French mortality is stagnant, if not increasing a little, at 0.04 per 100K. Could it have reached its natural bottom value and France needs to simply live with 30-40 people dying of Covid?
Washington State's mortality is equally stagnant at 0.1 per 100K and, over the last three years, it has never gone below 0.06 per 100K. Again, the 6 daily deaths from Covid could be the new normal.
The United States's mortality is slowly decreasing to values below the ones during the first years of the pandemic, which is a good sign. It is likely, though, that the number will remain around the current 0.07 per 100K and that 200 daily deaths from Covid are the new normal.
Wastewater surveillance data show a continued presence of the virus in the USA and in Germany. These data also show a much greater presence in the USA compared to Germany, which fits well with the difference in mortality. In other words: Germany is getting out of the pandemic much better than the US.
In June 2020, half a year into the pandemic, after Apple and Google had come up with a way to use Bluetooth for distance calculation between phones and publish an API for it, Germany released the Corona-Warn-App for personal contact tracing, an app that would not allow the government to spy on its users. The app was made interoperable with contact tracing apps from Austria, Belgium, Czech Republic, Croatia, Cyprus, Denmark, Finland, Ireland, Italy, Latvia, Malta, Netherlands, Norway, Poland, Slovenia, Spain and Switzerland. While this was great feat, it showed the fractured European landscape. Notably, France and Britain were came up with an invasive (meaning government snooping), battery-hogging app that almost nobody installed. The United States were even fractured within. Only a few states offered an app and these were not interoperable (if they had them at all).

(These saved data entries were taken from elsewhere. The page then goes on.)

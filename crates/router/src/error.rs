// SPDX-License-Identifier: BUSL-1.1
// Copyright (c) 2026 Alfred Jean LLC

//! Router-level error kinds (spec §7), extending `malcolm_core::MalcolmError`
//! with the two kinds that only make sense once devices are reached through
//! a transport: [`RouterError::NoProvider`] and
//! [`RouterError::TransportError`].

use serde::{Deserialize, Serialize};

#[derive(Debug, Clone, thiserror::Error, Serialize, Deserialize)]
pub enum RouterError {
    /// The router could not resolve a device, attribute, or method name.
    #[error("no such endpoint: {0}")]
    NoSuchEndpoint(String),

    /// A device name has no registered backend provider.
    #[error("no device named {0} registered")]
    NoProvider(String),

    /// Frame decode failure or peer disconnect.
    #[error("transport error: {0}")]
    TransportError(String),

    /// A device-level `MalcolmError` surfaced while forwarding a call.
    #[error(transparent)]
    Device(#[from] malcolm_core::MalcolmError),
}

impl RouterError {
    pub fn code(&self) -> &'static str {
        match self {
            Self::NoSuchEndpoint(_) => "NO_SUCH_ENDPOINT",
            Self::NoProvider(_) => "NO_PROVIDER",
            Self::TransportError(_) => "TRANSPORT_ERROR",
            Self::Device(e) => e.code(),
        }
    }

    /// The exact wording spec §8 S6 requires for an unknown device: `"No
    /// device named X registered"`.
    pub fn no_provider_message(device: &str) -> String {
        format!("No device named {device} registered")
    }
}

pub type Result<T> = std::result::Result<T, RouterError>;

#[cfg(test)]
#[path = "error_tests.rs"]
mod tests;
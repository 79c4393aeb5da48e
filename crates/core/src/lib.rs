// SPDX-License-Identifier: BUSL-1.1
// Copyright (c) 2026 Alfred Jean LLC

//! Device model and state machine shared by every Malcolm process: typed
//! attributes, the state machine that governs them, the methods callers
//! use to drive it, and the device that composes all three.
//!
//! This crate has no transport or wire-protocol concerns — those live in
//! `malcolm-router`, which addresses devices built here by name.

pub mod alarm;
pub mod attribute;
pub mod device;
pub mod error;
pub mod eventqueue;
pub mod method;
pub mod state;
pub mod statemachine;
pub mod value;
pub mod vtype;

pub use alarm::{Alarm, AlarmSeverity, AlarmStatus};
pub use attribute::{Attribute, AttributeChange, Timestamp, Update};
pub use device::{Device, DeviceBuilder};
pub use error::{MalcolmError, Result};
pub use eventqueue::TimerLoop;
pub use method::{ArgSpec, Method, MethodDescriptor};
pub use state::DState;
pub use statemachine::{handler, HandlerFn, HandlerResult, StateMachine, StateMachineHandle, Status, WaitError};
pub use value::{ArrayValue, EnumValue, Table, Value};
pub use vtype::{DeviceResolver, ScalarKind, VType};
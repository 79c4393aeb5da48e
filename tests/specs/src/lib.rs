// SPDX-License-Identifier: BUSL-1.1
// Copyright (c) 2026 Alfred Jean LLC

//! Test harness for end-to-end router smoke tests.
//!
//! Spawns the real `malcolm-routerd` binary as a subprocess and exercises
//! it over its `/fe` and `/be` WebSocket endpoints, the way spec §8's
//! literal scenarios are phrased — as frames on the wire, not calls into
//! the router's own types.

use std::path::{Path, PathBuf};
use std::process::{Child, Command, Stdio};
use std::time::Duration;

use futures_util::{SinkExt, StreamExt};
use tokio_tungstenite::tungstenite::Message;
use tokio_tungstenite::MaybeTlsStream;

/// Resolve the path to the compiled `malcolm-routerd` binary.
pub fn router_binary() -> PathBuf {
    let manifest = Path::new(env!("CARGO_MANIFEST_DIR"));
    // tests/specs -> tests -> workspace root
    let workspace = manifest.parent().and_then(|p| p.parent()).unwrap_or(manifest);
    workspace.join("target").join("debug").join("malcolm-routerd")
}

/// Find a free TCP port by binding to :0 then releasing.
pub fn free_port() -> anyhow::Result<u16> {
    let listener = std::net::TcpListener::bind("127.0.0.1:0")?;
    Ok(listener.local_addr()?.port())
}

/// A running `malcolm-routerd` process, killed on drop.
pub struct RouterProcess {
    child: Child,
    port: u16,
}

impl RouterProcess {
    /// Spawn the router binary bound to a freshly chosen free port.
    pub fn start() -> anyhow::Result<Self> {
        let binary = router_binary();
        anyhow::ensure!(binary.exists(), "malcolm-routerd binary not found at {}", binary.display());

        let port = free_port()?;
        let child = Command::new(&binary)
            .args(["--host", "127.0.0.1", "--port", &port.to_string()])
            .env("RUST_LOG", "warn")
            .stdout(Stdio::null())
            .stderr(Stdio::null())
            .spawn()?;

        Ok(Self { child, port })
    }

    pub fn fe_url(&self) -> String {
        format!("ws://127.0.0.1:{}/fe", self.port)
    }

    pub fn be_url(&self) -> String {
        format!("ws://127.0.0.1:{}/be", self.port)
    }

    /// Poll until the `/fe` endpoint accepts a connection.
    pub async fn wait_ready(&self, timeout: Duration) -> anyhow::Result<()> {
        let deadline = tokio::time::Instant::now() + timeout;
        loop {
            if tokio::time::Instant::now() > deadline {
                anyhow::bail!("router did not become ready within {timeout:?}");
            }
            if tokio_tungstenite::connect_async(self.fe_url()).await.is_ok() {
                return Ok(());
            }
            tokio::time::sleep(Duration::from_millis(50)).await;
        }
    }

    /// Wait for the process to exit within `timeout` (spec §8's
    /// `malcolm.exit` scenario drives this).
    pub async fn wait_exit(&mut self, timeout: Duration) -> anyhow::Result<std::process::ExitStatus> {
        let deadline = tokio::time::Instant::now() + timeout;
        loop {
            if tokio::time::Instant::now() > deadline {
                anyhow::bail!("router did not exit within {timeout:?}");
            }
            if let Some(status) = self.child.try_wait()? {
                return Ok(status);
            }
            tokio::time::sleep(Duration::from_millis(50)).await;
        }
    }
}

impl Drop for RouterProcess {
    fn drop(&mut self) {
        let _ = self.child.kill();
        let _ = self.child.wait();
    }
}

type WsStream = tokio_tungstenite::WebSocketStream<MaybeTlsStream<tokio::net::TcpStream>>;

/// A connected frontend client: sends raw `Payload`-shaped JSON, receives
/// the router's replies.
pub struct FeClient {
    ws: WsStream,
}

impl FeClient {
    pub async fn connect(url: &str) -> anyhow::Result<Self> {
        let (ws, _resp) = tokio_tungstenite::connect_async(url).await?;
        Ok(Self { ws })
    }

    pub async fn send(&mut self, frame: serde_json::Value) -> anyhow::Result<()> {
        self.ws.send(Message::Text(frame.to_string().into())).await?;
        Ok(())
    }

    pub async fn recv(&mut self, timeout: Duration) -> anyhow::Result<serde_json::Value> {
        let msg = tokio::time::timeout(timeout, self.ws.next())
            .await?
            .ok_or_else(|| anyhow::anyhow!("fe stream ended"))??;
        match msg {
            Message::Text(t) => Ok(serde_json::from_str(&t)?),
            other => anyhow::bail!("expected text frame, got {other:?}"),
        }
    }
}

/// A connected backend provider: announces `Ready`, receives forwarded
/// requests, sends replies.
pub struct BeClient {
    ws: WsStream,
}

impl BeClient {
    /// Dial in and announce `device` via the `Ready` handshake (spec §6).
    pub async fn connect(url: &str, device: &str) -> anyhow::Result<Self> {
        let (mut ws, _resp) = tokio_tungstenite::connect_async(url).await?;
        let ready = serde_json::json!({"type": "Ready", "device": device});
        ws.send(Message::Text(ready.to_string().into())).await?;
        Ok(Self { ws })
    }

    /// Await the router's next forwarded request, yielding the client
    /// identity to reply to and the request payload.
    pub async fn recv(&mut self, timeout: Duration) -> anyhow::Result<(String, serde_json::Value)> {
        let msg = tokio::time::timeout(timeout, self.ws.next())
            .await?
            .ok_or_else(|| anyhow::anyhow!("be stream ended"))??;
        match msg {
            Message::Text(t) => {
                let envelope: serde_json::Value = serde_json::from_str(&t)?;
                let client = envelope["client"].as_str().unwrap_or_default().to_owned();
                Ok((client, envelope["payload"].clone()))
            }
            other => anyhow::bail!("expected text frame, got {other:?}"),
        }
    }

    pub async fn reply(&mut self, client: &str, payload: serde_json::Value) -> anyhow::Result<()> {
        let envelope = serde_json::json!({"client": client, "payload": payload});
        self.ws.send(Message::Text(envelope.to_string().into())).await?;
        Ok(())
    }
}
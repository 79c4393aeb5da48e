// SPDX-License-Identifier: BUSL-1.1
// Copyright (c) 2026 Alfred Jean LLC

//! `ws://` transport: the router's axum WebSocket server for frontend
//! clients and backend providers, plus a `tokio-tungstenite` client for
//! dialing *out* to a router — the other half of the same scheme, used by
//! a provider process that lives outside the router (spec §4.8: "a
//! background loop that decodes incoming frames and either invokes the
//! registered callback (client) or dispatches to the router (server)").
//! Grounded on the teacher's `mux/src/transport/ws_mux.rs` connection loop
//! and `mux/src/transport/mod.rs` route composition.

use std::sync::atomic::{AtomicU64, Ordering};

use axum::extract::ws::{Message, WebSocket};
use axum::extract::{State, WebSocketUpgrade};
use axum::response::IntoResponse;
use axum::routing::get;
use futures_util::{SinkExt, StreamExt};
use tokio::sync::mpsc;
use tokio_tungstenite::tungstenite::Message as TMessage;
use tracing::{debug, warn};

use crate::frame::Payload;
use crate::transport::{FeOutbox, SharedRouterState};

static NEXT_CONN_ID: AtomicU64 = AtomicU64::new(1);

fn next_connection_id(prefix: &str) -> String {
    format!("{prefix}-{}", NEXT_CONN_ID.fetch_add(1, Ordering::Relaxed))
}

/// Compose the router's axum `Router`: `/fe` for clients, `/cs` for
/// control/status connections, `/be` for providers (spec §4.7 "three
/// streams"). Mirrors `build_router` in the teacher's `transport/mod.rs`.
pub fn build_router(state: SharedRouterState) -> axum::Router {
    axum::Router::new()
        .route("/fe", get(fe_ws_handler))
        .route("/cs", get(cs_ws_handler))
        .route("/be", get(be_ws_handler))
        .layer(tower_http::cors::CorsLayer::permissive())
        .with_state(state)
}

/// `GET /fe` — WebSocket upgrade for a frontend client.
pub async fn fe_ws_handler(State(state): State<SharedRouterState>, ws: WebSocketUpgrade) -> impl IntoResponse {
    ws.on_upgrade(move |socket| handle_fe_connection(state, socket, "fe"))
}

/// `GET /cs` — WebSocket upgrade for a control/status connection. Spec §4.7
/// describes `cs` as carrying the same `[identity, payload]` frame shape as
/// `fe`; the two streams differ only in which socket a client dials, so
/// `cs` connections share `fe`'s dispatch and connection table under their
/// own `cs-` prefixed identity.
pub async fn cs_ws_handler(State(state): State<SharedRouterState>, ws: WebSocketUpgrade) -> impl IntoResponse {
    ws.on_upgrade(move |socket| handle_fe_connection(state, socket, "cs"))
}

/// `GET /be` — WebSocket upgrade for a backend provider.
pub async fn be_ws_handler(State(state): State<SharedRouterState>, ws: WebSocketUpgrade) -> impl IntoResponse {
    ws.on_upgrade(move |socket| handle_be_connection(state, socket))
}

async fn handle_fe_connection(state: SharedRouterState, socket: WebSocket, id_prefix: &str) {
    let client = next_connection_id(id_prefix);
    let (mut ws_tx, mut ws_rx) = socket.split();
    let (tx, mut rx): (FeOutbox, _) = mpsc::unbounded_channel();
    state.register_fe(client.clone(), tx).await;

    loop {
        tokio::select! {
            outgoing = rx.recv() => {
                let Some(payload) = outgoing else { break };
                if send_json(&mut ws_tx, &payload).await.is_err() {
                    break;
                }
            }
            incoming = ws_rx.next() => {
                match incoming {
                    Some(Ok(Message::Text(text))) => {
                        match serde_json::from_str::<Payload>(&text) {
                            Ok(payload) => state.dispatch_fe(&client, payload).await,
                            Err(e) => debug!(client = %client, err = %e, "malformed frontend frame"),
                        }
                    }
                    Some(Ok(Message::Close(_))) | None => break,
                    Some(Err(e)) => {
                        warn!(client = %client, err = %e, "frontend socket error");
                        break;
                    }
                    _ => {}
                }
            }
        }
    }

    state.deregister_fe(&client).await;
}

async fn handle_be_connection(state: SharedRouterState, socket: WebSocket) {
    let provider = next_connection_id("be");
    let (mut ws_tx, mut ws_rx) = socket.split();
    let (tx, mut rx) = mpsc::unbounded_channel();
    state.register_be(provider.clone(), tx).await;

    loop {
        tokio::select! {
            outgoing = rx.recv() => {
                let Some((client, payload)): Option<(String, Payload)> = outgoing else { break };
                // The provider must echo the client identity back on its
                // next reply (spec §6); we hand it over as a synthetic
                // `Frame::Be`-shaped JSON envelope rather than a bare
                // payload so the provider can correlate it.
                let envelope = serde_json::json!({"client": client, "payload": payload});
                if send_json(&mut ws_tx, &envelope).await.is_err() {
                    break;
                }
            }
            incoming = ws_rx.next() => {
                match incoming {
                    Some(Ok(Message::Text(text))) => {
                        match parse_be_incoming(&text) {
                            Ok((client, payload)) => state.dispatch_be(&provider, &client, payload).await,
                            Err(e) => debug!(provider = %provider, err = %e, "malformed backend frame"),
                        }
                    }
                    Some(Ok(Message::Close(_))) | None => break,
                    Some(Err(e)) => {
                        warn!(provider = %provider, err = %e, "backend socket error");
                        break;
                    }
                    _ => {}
                }
            }
        }
    }

    state.deregister_be(&provider).await;
}

/// The envelope a backend connection speaks on the wire for a reply: every
/// frame other than the handshake (`Ready`/`Exiting`, which travel as a
/// bare [`Payload`] with no surrounding client context) carries the client
/// identity the router is routing on behalf of (spec §6).
#[derive(Debug, serde::Serialize, serde::Deserialize)]
struct BeEnvelope {
    client: String,
    payload: Payload,
}

/// Parse a frame arriving on a backend connection: either an enveloped
/// reply (`{client, payload}`) or a bare handshake payload (`Ready`/
/// `Exiting`), which carries no client to correlate.
fn parse_be_incoming(text: &str) -> Result<(String, Payload), serde_json::Error> {
    if let Ok(env) = serde_json::from_str::<BeEnvelope>(text) {
        return Ok((env.client, env.payload));
    }
    serde_json::from_str::<Payload>(text).map(|payload| (String::new(), payload))
}

async fn send_json(
    ws_tx: &mut futures_util::stream::SplitSink<WebSocket, Message>,
    payload: &impl serde::Serialize,
) -> Result<(), axum::Error> {
    let json = serde_json::to_string(payload).unwrap_or_default();
    ws_tx.send(Message::Text(json.into())).await
}

/// A provider process's client-side connection to a router's `/be`
/// endpoint: dial in, announce `Ready`, then exchange frames. This is the
/// `ClientSocket` half of spec §4.8's factory for the `ws` scheme.
pub struct BeClient {
    write: futures_util::stream::SplitSink<
        tokio_tungstenite::WebSocketStream<tokio_tungstenite::MaybeTlsStream<tokio::net::TcpStream>>,
        TMessage,
    >,
    read: futures_util::stream::SplitStream<
        tokio_tungstenite::WebSocketStream<tokio_tungstenite::MaybeTlsStream<tokio::net::TcpStream>>,
    >,
}

impl BeClient {
    /// Dial `url` (e.g. `ws://127.0.0.1:9700/be`) and announce `device` via
    /// the `Ready` handshake (spec §6).
    pub async fn connect(url: &str, device: impl Into<String>) -> crate::error::Result<Self> {
        let (stream, _resp) = tokio_tungstenite::connect_async(url)
            .await
            .map_err(|e| crate::error::RouterError::TransportError(e.to_string()))?;
        let (write, read) = stream.split();
        let mut client = Self { write, read };
        client.send(Payload::Ready { device: device.into() }).await?;
        Ok(client)
    }

    /// Send a reply payload back to `client`; the router correlates it by
    /// the identity this provider announced on `Ready`.
    pub async fn reply(&mut self, client: impl Into<String>, payload: Payload) -> crate::error::Result<()> {
        let envelope = BeEnvelope { client: client.into(), payload };
        let json = serde_json::to_string(&envelope).unwrap_or_default();
        self.write
            .send(TMessage::Text(json.into()))
            .await
            .map_err(|e| crate::error::RouterError::TransportError(e.to_string()))
    }

    async fn send(&mut self, payload: Payload) -> crate::error::Result<()> {
        let json = serde_json::to_string(&payload).unwrap_or_default();
        self.write
            .send(TMessage::Text(json.into()))
            .await
            .map_err(|e| crate::error::RouterError::TransportError(e.to_string()))
    }

    /// Await the router's next forwarded request, yielding the client
    /// identity to reply to and the request payload.
    pub async fn recv(&mut self) -> crate::error::Result<Option<(String, Payload)>> {
        loop {
            match self.read.next().await {
                Some(Ok(TMessage::Text(text))) => {
                    let env: BeEnvelope = serde_json::from_str(&text)
                        .map_err(|e| crate::error::RouterError::TransportError(e.to_string()))?;
                    return Ok(Some((env.client, env.payload)));
                }
                Some(Ok(TMessage::Close(_))) | None => return Ok(None),
                Some(Ok(_)) => continue,
                Some(Err(e)) => return Err(crate::error::RouterError::TransportError(e.to_string())),
            }
        }
    }
}

#[cfg(test)]
#[path = "ws_tests.rs"]
mod tests;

The German app was good but it was not made available in non-German application repositories (notably AppStore and Google Play), which meant that some residents of Germany could not install the app, or only with great difficulty (yours truly included). Strangely so, this was never resolved. I suspect a deeply rooted German ignorance of the reality of immigration into Germany an equally deep-rooted ignorance of anything IT.
Has the app prevented infections? Possibly but it is hard to say, largely because of the anonymous nature of the app. What is known is that over the last three years, the app has given out 9 million proximity warnings and has thus contributed to a personal awareness of the disease.
The Corona-Warn-App will cease to function at the end of April 2023. Here is a screenshot of it, because I do want to remember it fondly.
The warning API will hopefully remain a part of iOS and Android because there are other viral diseases already in the making and it is just a matter of time when they will start to spread.